*What the task asks:* Find the word "click" in the material below and gather every line that contains it.

- - -

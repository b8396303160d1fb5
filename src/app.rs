use eframe::egui::{self, Color32, RichText, ScrollArea, Ui};

use crate::config::DashboardConfig;
use crate::state::{AppState, Tab};
use crate::ui::{charts, panels};

// ---------------------------------------------------------------------------
// eframe App implementation
// ---------------------------------------------------------------------------

pub struct DashboardApp {
    pub state: AppState,
}

impl DashboardApp {
    pub fn new(config: DashboardConfig) -> Self {
        Self {
            state: AppState::new(config),
        }
    }
}

impl eframe::App for DashboardApp {
    fn update(&mut self, ctx: &egui::Context, _frame: &mut eframe::Frame) {
        // ---- Top panel: menu bar ----
        egui::TopBottomPanel::top("top_bar").show(ctx, |ui| {
            panels::top_bar(ui, &mut self.state);
        });

        // ---- Left side panel: controls ----
        egui::SidePanel::left("control_panel")
            .default_width(260.0)
            .resizable(true)
            .show(ctx, |ui| {
                panels::side_panel(ui, &mut self.state);
            });

        // ---- Central panel: metrics and tabs ----
        egui::CentralPanel::default().show(ctx, |ui| {
            ScrollArea::vertical()
                .auto_shrink([false, false])
                .show(ui, |ui: &mut Ui| dashboard(ui, &mut self.state));
        });
    }
}

fn dashboard(ui: &mut Ui, state: &mut AppState) {
    ui.vertical_centered(|ui: &mut Ui| {
        ui.heading(RichText::new("Indonesia Poverty Dashboard 2024").strong());
        ui.label("Poverty and labour statistics per province");
    });
    ui.add_space(8.0);

    if state.dataset.is_none() {
        ui.label(RichText::new("Data could not be loaded!").color(Color32::RED).heading());
        if let Some(err) = &state.load_error {
            ui.label(format!("Error message: {err}"));
        }
        return;
    }

    ui.strong("Executive summary");
    panels::metrics_row(ui, state);
    ui.add_space(8.0);
    ui.separator();

    ui.horizontal_wrapped(|ui: &mut Ui| {
        for tab in Tab::ALL {
            ui.selectable_value(&mut state.active_tab, tab, tab.title());
        }
    });
    ui.separator();

    charts::active_tab(ui, state);
}
use super::model::ProvinceRecord;

/// Header fragments marking school-participation columns.
pub const BRACKET_KEYWORDS: [&str; 5] = ["7-12", "13-15", "16-18", "19-23", "APS"];

/// School-participation values of one province, keyed by column name, in
/// column order. Only present, numeric values are included.
pub fn extract_age_brackets(record: &ProvinceRecord) -> Vec<(String, f64)> {
    record
        .measures
        .iter()
        .filter(|(col, _)| {
            let upper = col.to_uppercase();
            BRACKET_KEYWORDS.iter().any(|kw| upper.contains(kw))
        })
        .cloned()
        .collect()
}
use super::filter::SortOrder;
use super::model::{ProvinceRecord, Table};
use super::resolve::{ColumnMap, Concept};

/// Bars in the ranked bar charts.
pub const DEFAULT_TOP_N: usize = 10;

// ---------------------------------------------------------------------------
// Ranked bars
// ---------------------------------------------------------------------------

/// `(province, value)` for rows with a numeric `measure`, sorted in `order`
/// and cut to `limit`. Ties keep row order.
pub fn ranked(
    table: &Table,
    columns: &ColumnMap,
    measure: &str,
    order: SortOrder,
    limit: usize,
) -> Vec<(String, f64)> {
    let Some(name_col) = columns.get(Concept::Province) else {
        return Vec::new();
    };
    let mut pairs: Vec<(String, f64)> = (0..table.len())
        .filter_map(|row| Some((table.text(row, name_col)?, table.numeric(row, measure)?)))
        .collect();
    match order {
        SortOrder::Ascending => pairs.sort_by(|a, b| a.1.total_cmp(&b.1)),
        SortOrder::Descending => pairs.sort_by(|a, b| b.1.total_cmp(&a.1)),
    }
    pairs.truncate(limit);
    pairs
}

// ---------------------------------------------------------------------------
// Map bubbles
// ---------------------------------------------------------------------------

#[derive(Debug, Clone, PartialEq)]
pub struct MapPoint {
    pub province: String,
    pub latitude: f64,
    pub longitude: f64,
    pub poverty: f64,
    pub unemployment_rate: Option<f64>,
}

/// One bubble per province with numeric latitude, longitude and poverty.
pub fn map_points(table: &Table, columns: &ColumnMap) -> Vec<MapPoint> {
    let Some(poverty_col) = columns.get(Concept::Poverty) else {
        return Vec::new();
    };
    let unemployment_col = columns.get(Concept::UnemploymentRate);
    (0..table.len())
        .filter_map(|row| ProvinceRecord::from_row(table, columns, row))
        .filter_map(|rec| {
            Some(MapPoint {
                latitude: rec.latitude?,
                longitude: rec.longitude?,
                poverty: rec.measure(poverty_col)?,
                unemployment_rate: unemployment_col.and_then(|c| rec.measure(c)),
                province: rec.name,
            })
        })
        .collect()
}

// ---------------------------------------------------------------------------
// Pie slices
// ---------------------------------------------------------------------------

#[derive(Debug, Clone, PartialEq)]
pub struct PieSlice {
    pub label: String,
    pub value: f64,
    /// Share of the total, in `[0, 1]`.
    pub fraction: f64,
}

/// Slices for the positive values; nothing when the total is not positive.
pub fn pie_slices(values: &[(String, f64)]) -> Vec<PieSlice> {
    let total: f64 = values.iter().map(|(_, v)| v.max(0.0)).sum();
    if total <= 0.0 {
        return Vec::new();
    }
    values
        .iter()
        .filter(|(_, v)| *v > 0.0)
        .map(|(label, v)| PieSlice {
            label: label.clone(),
            value: *v,
            fraction: v / total,
        })
        .collect()
}
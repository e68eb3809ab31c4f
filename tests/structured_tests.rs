use postrender::{
    render_blocks, Block, BlockType, ContentBlock, ContentEntity, EntityMap, InlineStyle, Options,
};
use pretty_assertions::assert_eq;

fn html(blocks: &[ContentBlock], entities: &EntityMap) -> String {
    render_blocks(blocks, entities, &Options::default()).to_html()
}

fn unstyled(text: &str) -> ContentBlock {
    ContentBlock::new(BlockType::Unstyled, text)
}

const LINK_ATTRS: &str = "target=\"_blank\" rel=\"noopener noreferrer\"";

#[test]
fn test_plain_fallback_has_no_styling() {
    let out = html(&[unstyled("just <text> & more")], &EntityMap::new());
    assert_eq!(out, "<p id=\"section-block-0\">just &lt;text&gt; &amp; more</p>\n");
}

#[test]
fn test_overlapping_bold_italic() {
    let block = unstyled("0123456789")
        .with_style(0, 5, InlineStyle::Bold)
        .with_style(3, 5, InlineStyle::Italic);
    let out = html(&[block], &EntityMap::new());
    assert_eq!(
        out,
        "<p id=\"section-block-0\"><strong>012</strong><em><strong>34</strong></em><em>567</em>89</p>\n"
    );
}

#[test]
fn test_entity_precedence_later_wins() {
    let block = unstyled("0123456789").with_entity(2, 4, "A").with_entity(5, 3, "B");
    let entities = EntityMap::new()
        .with("A", ContentEntity::link("https://a.example"))
        .with("B", ContentEntity::link("https://b.example"));
    let out = html(&[block], &entities);
    assert_eq!(
        out,
        format!(
            "<p id=\"section-block-0\">01<a href=\"https://a.example\" {LINK_ATTRS}>234</a>\
             <a href=\"https://b.example\" {LINK_ATTRS}>567</a>89</p>\n"
        )
    );
}

#[test]
fn test_javascript_link_is_dropped() {
    let block = unstyled("click me").with_entity(0, 8, 0u32);
    let entities = EntityMap::new().with(0u32, ContentEntity::link("javascript:alert(1)"));
    let out = html(&[block], &entities);
    assert_eq!(out, "<p id=\"section-block-0\">click me</p>\n");
    assert!(!out.contains("<a"), "Got: {out}");
}

#[test]
fn test_list_grouping() {
    use BlockType::*;
    let blocks = [
        ContentBlock::new(UnorderedListItem, "a"),
        ContentBlock::new(UnorderedListItem, "b"),
        ContentBlock::new(OrderedListItem, "c"),
        ContentBlock::new(UnorderedListItem, "d"),
    ];
    let out = html(&blocks, &EntityMap::new());
    assert_eq!(
        out,
        "<ul id=\"section-block-0\">\n<li>a</li>\n<li>b</li>\n</ul>\n\
         <ol id=\"section-block-1\">\n<li>c</li>\n</ol>\n\
         <ul id=\"section-block-2\">\n<li>d</li>\n</ul>\n"
    );
}

#[test]
fn test_atomic_blocks() {
    let blocks = [
        ContentBlock::new(BlockType::Atomic, " ").with_entity(0, 1, "img"),
        ContentBlock::new(BlockType::Atomic, " ").with_entity(0, 1, "code"),
        ContentBlock::new(BlockType::Atomic, " ").with_entity(0, 1, "hr"),
    ];
    let entities = EntityMap::new()
        .with(
            "img",
            ContentEntity::Media {
                image_url: "https://pbs.example/img.jpg".into(),
                alt: "A chart".into(),
            },
        )
        .with("code", ContentEntity::markdown("```python\nprint('<hi>')\n```"))
        .with("hr", ContentEntity::Divider);
    let doc = render_blocks(&blocks, &entities, &Options::default());
    let kinds: Vec<&Block> = doc.iter().map(|s| &s.block).collect();
    assert_eq!(
        kinds,
        vec![
            &Block::Image {
                url: "https://pbs.example/img.jpg".into(),
                alt: "A chart".into(),
            },
            &Block::CodeBlock {
                code: "print('&lt;hi&gt;')".into(),
                language: Some("python".into()),
            },
            &Block::Divider,
        ]
    );
}

#[test]
fn test_code_block_type_is_not_fence_stripped() {
    let block = ContentBlock::new(BlockType::CodeBlock, "```\nx\n```");
    let out = html(&[block], &EntityMap::new());
    assert_eq!(out, "<pre id=\"section-block-0\"><code>```\nx\n```</code></pre>\n");
}

#[test]
fn test_whitespace_block_is_spacer() {
    let blocks = [unstyled("one"), ContentBlock::new(BlockType::Blockquote, " \t"), unstyled("two")];
    let doc = render_blocks(&blocks, &EntityMap::new(), &Options::default());
    assert_eq!(doc.sections[1].block, Block::Spacer);
    assert_eq!(doc.sections[2].anchor.as_str(), "section-block-2");
}

#[test]
fn test_linkify_only_outside_entities() {
    let block = unstyled("see https://a.com and @bob").with_entity(4, 13, "0");
    let entities = EntityMap::new().with("0", ContentEntity::link("https://other.example"));
    let out = html(&[block], &entities);
    assert_eq!(
        out,
        format!(
            "<p id=\"section-block-0\">see <a href=\"https://other.example\" {LINK_ATTRS}>https://a.com</a> and \
             <a href=\"https://x.com/bob\" {LINK_ATTRS}>@bob</a></p>\n"
        )
    );
}

#[test]
fn test_emoji_offsets_are_utf16() {
    let block = unstyled("🎉 Launch day").with_style(3, 6, InlineStyle::Bold);
    let out = html(&[block], &EntityMap::new());
    assert_eq!(out, "<p id=\"section-block-0\">🎉 <strong>Launch</strong> day</p>\n");
}

#[test]
fn test_idempotent() {
    let blocks = [
        ContentBlock::new(BlockType::HeaderTwo, "Title").with_style(0, 5, InlineStyle::Italic),
        unstyled("Body with #tag"),
        ContentBlock::new(BlockType::OrderedListItem, "first"),
    ];
    let first = render_blocks(&blocks, &EntityMap::new(), &Options::default());
    let second = render_blocks(&blocks, &EntityMap::new(), &Options::default());
    assert_eq!(first, second);
    assert_eq!(first.to_html(), second.to_html());
}

#[test]
fn test_empty_input() {
    assert!(render_blocks(&[], &EntityMap::new(), &Options::default()).is_empty());
}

- - -

*Your response:*
    let block = unstyled("click me").with_entity(0, 8, 0u32);
    assert_eq!(out, "<p id=\"section-block-0\">click me</p>\n");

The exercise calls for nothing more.